■ **TASK PROMPT**:
What lines of the data below include the word "impl"? Report them by copying each.

■ **SOURCE INFORMATION**:
*** Begin section ***
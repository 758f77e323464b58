/// Investigation engine driven through the public API with a canned model
use anyhow::Result;
use async_trait::async_trait;
use deepfix::analysis::{ContextBuilder, ScanCache};
use deepfix::config::{Config, ModelConfig};
use deepfix::error::ModelError;
use deepfix::investigation::{
    ActionType, FileOrigin, GeminiClient, InvestigationEngine, ModelClient, Transport,
};
use std::fs;
use std::sync::Mutex;
use tempfile::TempDir;

struct CannedModel {
    replies: Mutex<Vec<String>>,
}

#[async_trait]
impl ModelClient for CannedModel {
    async fn generate(&self, model: &str, _api_key: &str, _prompt: &str) -> Result<String, ModelError> {
        let mut replies = self.replies.lock().unwrap();
        if replies.is_empty() {
            return Err(ModelError::classify(model, "no more replies"));
        }
        Ok(replies.remove(0))
    }
}

#[tokio::test]
async fn test_investigation_with_shared_scan() -> Result<()> {
    let tmp = TempDir::new()?;
    fs::create_dir_all(tmp.path().join("src"))?;
    fs::write(
        tmp.path().join("src/server.js"),
        "const express = require('express');\nconst app = express();\napp.get('/', (req, res) => res.send(undefinedVar));\n",
    )?;
    let log = format!(
        "ReferenceError: undefinedVar is not defined\n    at handler ({}:3:38)\n    at Layer.handle (node_modules/express/lib/router/layer.js:95:5)",
        tmp.path().join("src/server.js").display()
    );

    let config = Config::default();
    let cache = ScanCache::new(config.scanner.max_files);
    let builder = ContextBuilder::with_config(tmp.path(), &config, Some(cache.get(tmp.path())));
    let model = CannedModel {
        replies: Mutex::new(vec![
            r#"{"action_type": "INVESTIGATE", "thought": "handler uses an undefined name", "files_to_read": []}"#.to_string(),
            "```json\n{\"action_type\": \"PATCH\", \"filepath\": \"src/server.js\", \"full_code_block\": \"app.get('/', (req, res) => res.send('ok'));\", \"explanation\": \"undefinedVar was never declared\"}\n```".to_string(),
        ]),
    };
    let transport = Transport::new(model, vec!["k".to_string()], vec!["m".to_string()], 3);
    let engine = InvestigationEngine::new(transport, builder);

    let result = engine.investigate(&log, None).await?;
    assert_eq!(result.action_type, ActionType::Patch);
    assert_eq!(result.filepath.as_deref(), Some("src/server.js"));
    assert_eq!(result.files_read.len(), 1);
    assert_eq!(result.files_read[0].path, "src/server.js");
    assert_eq!(result.files_read[0].origin, FileOrigin::Traceback);
    assert_eq!(cache.len(), 1);

    let json = serde_json::to_value(&result)?;
    assert_eq!(json["action_type"], "PATCH");
    assert_eq!(json["files_read"][0]["origin"], "traceback");
    Ok(())
}

#[test]
fn test_gemini_client_from_default_config() {
    assert!(GeminiClient::from_config(&ModelConfig::default()).is_ok());
}
//! Call chains built from traceback frames and extracted file contexts

use crate::language::Language;
use crate::parsers::{ParserRegistry, SourceParser};
use crate::types::{FileContext, ParsedTraceback, TraceFrame};
use std::collections::HashMap;
use std::fmt;
use std::path::{Path, PathBuf};

/// One step of a call chain
#[derive(Debug, Clone, PartialEq)]
pub struct CallSite {
    pub filepath: String,
    pub line_number: usize,
    pub function_name: Option<String>,
    pub called_function: Option<String>,
    pub language: Language,
}

impl fmt::Display for CallSite {
    fn fmt(&self, f: &mut fmt::Formatter<'_>) -> fmt::Result {
        let file = Path::new(&self.filepath)
            .file_name()
            .map(|n| n.to_string_lossy().into_owned())
            .unwrap_or_else(|| self.filepath.clone());
        write!(
            f,
            "{}:{} {}",
            file,
            self.line_number,
            self.function_name.as_deref().unwrap_or("<module>")
        )?;
        if let Some(called) = &self.called_function {
            write!(f, " -> {}", called)?;
        }
        Ok(())
    }
}

/// Ordered call sites from entry point to error
#[derive(Debug, Clone, Default)]
pub struct CallChain {
    pub sites: Vec<CallSite>,
    pub error_frame: Option<TraceFrame>,
}

impl CallChain {
    pub fn entry_point(&self) -> Option<&CallSite> {
        self.sites.first()
    }

    pub fn error_site(&self) -> Option<&CallSite> {
        self.sites.last()
    }

    pub fn to_string_list(&self) -> Vec<String> {
        self.sites.iter().map(ToString::to_string).collect()
    }
}

impl fmt::Display for CallChain {
    fn fmt(&self, f: &mut fmt::Formatter<'_>) -> fmt::Result {
        f.write_str(&self.to_string_list().join(" -> "))
    }
}

/// Builds call chains and does light source searches over them
pub struct CallChainAnalyzer {
    project_root: PathBuf,
    source_cache: HashMap<String, Option<String>>,
}

impl CallChainAnalyzer {
    pub fn new(project_root: impl Into<PathBuf>) -> Self {
        Self {
            project_root: project_root.into(),
            source_cache: HashMap::new(),
        }
    }

    /// One site per frame; each site's callee is the next frame's function
    pub fn analyze_traceback(&self, traceback: &ParsedTraceback) -> CallChain {
        let frames = &traceback.frames;
        let sites = frames
            .iter()
            .enumerate()
            .map(|(i, frame)| CallSite {
                filepath: frame.filepath.clone(),
                line_number: frame.line_number,
                function_name: frame.function_name.clone(),
                called_function: frames.get(i + 1).and_then(|next| next.function_name.clone()),
                language: frame.language,
            })
            .collect();

        CallChain {
            sites,
            error_frame: traceback.primary_frame().cloned(),
        }
    }

    /// One site per context, with the callee taken from calls inside its symbol
    pub fn analyze_from_contexts(
        &mut self,
        contexts: &[FileContext],
        traceback: Option<&ParsedTraceback>,
    ) -> CallChain {
        let sites = contexts
            .iter()
            .map(|ctx| {
                let function_name = ctx
                    .function_name
                    .clone()
                    .or_else(|| ctx.class_name.as_ref().map(|c| format!("{}.__init__", c)));
                CallSite {
                    filepath: ctx.filepath.clone(),
                    line_number: ctx.line_number,
                    function_name,
                    called_function: self.find_called_function(ctx),
                    language: ctx.language,
                }
            })
            .collect();

        CallChain {
            sites,
            error_frame: traceback.and_then(|tb| tb.primary_frame().cloned()),
        }
    }

    fn find_called_function(&mut self, ctx: &FileContext) -> Option<String> {
        let symbol = ctx.symbol.as_ref()?;
        let mut parser = ParserRegistry::create_parser(ctx.language)?;
        let source = match &ctx.raw_source {
            Some(source) => source.clone(),
            None => self.source(&ctx.filepath)?,
        };
        if !parser.parse(&source, &ctx.filepath) {
            return None;
        }
        parser.calls_in_symbol(symbol).into_iter().next()
    }

    /// File text, read once and cached; relative paths fall back to the project root
    pub fn source(&mut self, filepath: &str) -> Option<String> {
        if let Some(cached) = self.source_cache.get(filepath) {
            return cached.clone();
        }

        let direct = PathBuf::from(filepath);
        let path = if direct.exists() {
            direct
        } else {
            self.project_root.join(filepath)
        };
        let source = std::fs::read(&path)
            .ok()
            .map(|bytes| String::from_utf8_lossy(&bytes).into_owned());
        self.source_cache.insert(filepath.to_string(), source.clone());
        source
    }

    /// Sites whose line assigns `variable` or declares it as a parameter
    pub fn find_data_flow(&mut self, chain: &CallChain, variable: &str) -> Vec<CallSite> {
        let assign_spaced = format!("{} =", variable);
        let assign_tight = format!("{}=", variable);

        let mut found = Vec::new();
        for site in &chain.sites {
            let Some(source) = self.source(&site.filepath) else {
                continue;
            };
            let Some(line) = site
                .line_number
                .checked_sub(1)
                .and_then(|idx| source.lines().nth(idx))
            else {
                continue;
            };

            let assigns = line.contains(&assign_spaced) || line.contains(&assign_tight);
            let declares =
                line.contains(variable) && (line.contains("def ") || line.contains("func "));
            if assigns || declares {
                found.push(site.clone());
            }
        }
        found
    }

    /// Lines in other contexts' files that call `function_name`
    pub fn upstream_callers(
        &mut self,
        filepath: &str,
        function_name: &str,
        contexts: &[FileContext],
    ) -> Vec<CallSite> {
        let needle = format!("{}(", function_name);
        let mut callers = Vec::new();

        for ctx in contexts.iter().filter(|c| c.filepath != filepath) {
            let Some(source) = self.source(&ctx.filepath) else {
                continue;
            };
            for (idx, line) in source.lines().enumerate() {
                if line.contains(&needle) {
                    callers.push(CallSite {
                        filepath: ctx.filepath.clone(),
                        line_number: idx + 1,
                        function_name: ctx.function_name.clone(),
                        called_function: Some(function_name.to_string()),
                        language: ctx.language,
                    });
                }
            }
        }
        callers
    }
}

#[cfg(test)]
mod tests {
    use super::*;
    use crate::traceback::parse_traceback;
    use crate::types::{ContextType, Symbol, SymbolKind};
    use std::fs;
    use tempfile::TempDir;

    const LOG: &str = r#"Traceback (most recent call last):
  File "/app/main.py", line 10, in <module>
    run()
  File "/app/service.py", line 25, in run
    return process(data)
  File "/app/worker.py", line 3, in process
    return 1 / 0
ZeroDivisionError: division by zero"#;

    #[test]
    fn test_analyze_traceback_links_callees() {
        let analyzer = CallChainAnalyzer::new("/app");
        let chain = analyzer.analyze_traceback(&parse_traceback(LOG, None));

        assert_eq!(chain.sites.len(), 3);
        assert_eq!(chain.entry_point().unwrap().to_string(), "main.py:10 <module> -> run");
        assert_eq!(chain.sites[1].to_string(), "service.py:25 run -> process");
        assert_eq!(chain.error_site().unwrap().to_string(), "worker.py:3 process");
        assert_eq!(chain.error_frame.as_ref().unwrap().filepath, "/app/worker.py");
        assert_eq!(
            chain.to_string(),
            "main.py:10 <module> -> run -> service.py:25 run -> process -> worker.py:3 process"
        );
    }

    #[test]
    fn test_analyze_from_contexts_uses_symbol_calls() {
        let tmp = TempDir::new().unwrap();
        let source = "def handler(req):\n    data = load(req)\n    return save(data)\n";
        let path = tmp.path().join("views.py");
        fs::write(&path, source).unwrap();

        let mut ctx = FileContext::new(
            path.display().to_string(),
            2,
            ContextType::Ast,
            "",
            Language::Python,
        );
        ctx.function_name = Some("handler".to_string());
        ctx.symbol = Some(Symbol::new("handler", SymbolKind::Function, 1, 3));

        let mut class_ctx = FileContext::new("models.py", 4, ContextType::Lines, "", Language::Python);
        class_ctx.class_name = Some("User".to_string());

        let mut analyzer = CallChainAnalyzer::new(tmp.path());
        let chain = analyzer.analyze_from_contexts(&[ctx, class_ctx], None);
        assert_eq!(chain.sites[0].called_function.as_deref(), Some("load"));
        assert_eq!(chain.sites[1].function_name.as_deref(), Some("User.__init__"));
        assert_eq!(chain.sites[1].called_function, None);
    }

    #[test]
    fn test_find_data_flow() {
        let tmp = TempDir::new().unwrap();
        fs::write(
            tmp.path().join("a.py"),
            "def run(total):\n    count = total + 1\n    return count\n",
        )
        .unwrap();

        let site = |line| CallSite {
            filepath: "a.py".to_string(),
            line_number: line,
            function_name: Some("run".to_string()),
            called_function: None,
            language: Language::Python,
        };
        let chain = CallChain {
            sites: vec![site(1), site(2), site(3), site(99)],
            error_frame: None,
        };

        let mut analyzer = CallChainAnalyzer::new(tmp.path());
        let lines: Vec<usize> = analyzer
            .find_data_flow(&chain, "count")
            .iter()
            .map(|s| s.line_number)
            .collect();
        assert_eq!(lines, vec![2]);

        let lines: Vec<usize> = analyzer
            .find_data_flow(&chain, "total")
            .iter()
            .map(|s| s.line_number)
            .collect();
        assert_eq!(lines, vec![1]);
    }

    #[test]
    fn test_upstream_callers_skips_own_file() {
        let tmp = TempDir::new().unwrap();
        fs::write(tmp.path().join("a.py"), "def process(x):\n    return x\n").unwrap();
        fs::write(tmp.path().join("b.py"), "from a import process\n\nprocess(1)\nprocess(2)\n").unwrap();

        let contexts = vec![
            FileContext::new("a.py", 1, ContextType::Lines, "", Language::Python),
            FileContext::new("b.py", 3, ContextType::Lines, "", Language::Python),
        ];
        let mut analyzer = CallChainAnalyzer::new(tmp.path());
        let callers = analyzer.upstream_callers("a.py", "process", &contexts);
        let lines: Vec<usize> = callers.iter().map(|c| c.line_number).collect();
        assert_eq!(lines, vec![3, 4]);
        assert!(callers.iter().all(|c| c.filepath == "b.py"));
    }
}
*** End section ***
■ **TASK RESULT**:
impl ModelClient for CannedModel {
impl fmt::Display for CallSite {
impl CallChain {
impl fmt::Display for CallChain {
impl CallChainAnalyzer {
    pub fn new(project_root: impl Into<PathBuf>) -> Self {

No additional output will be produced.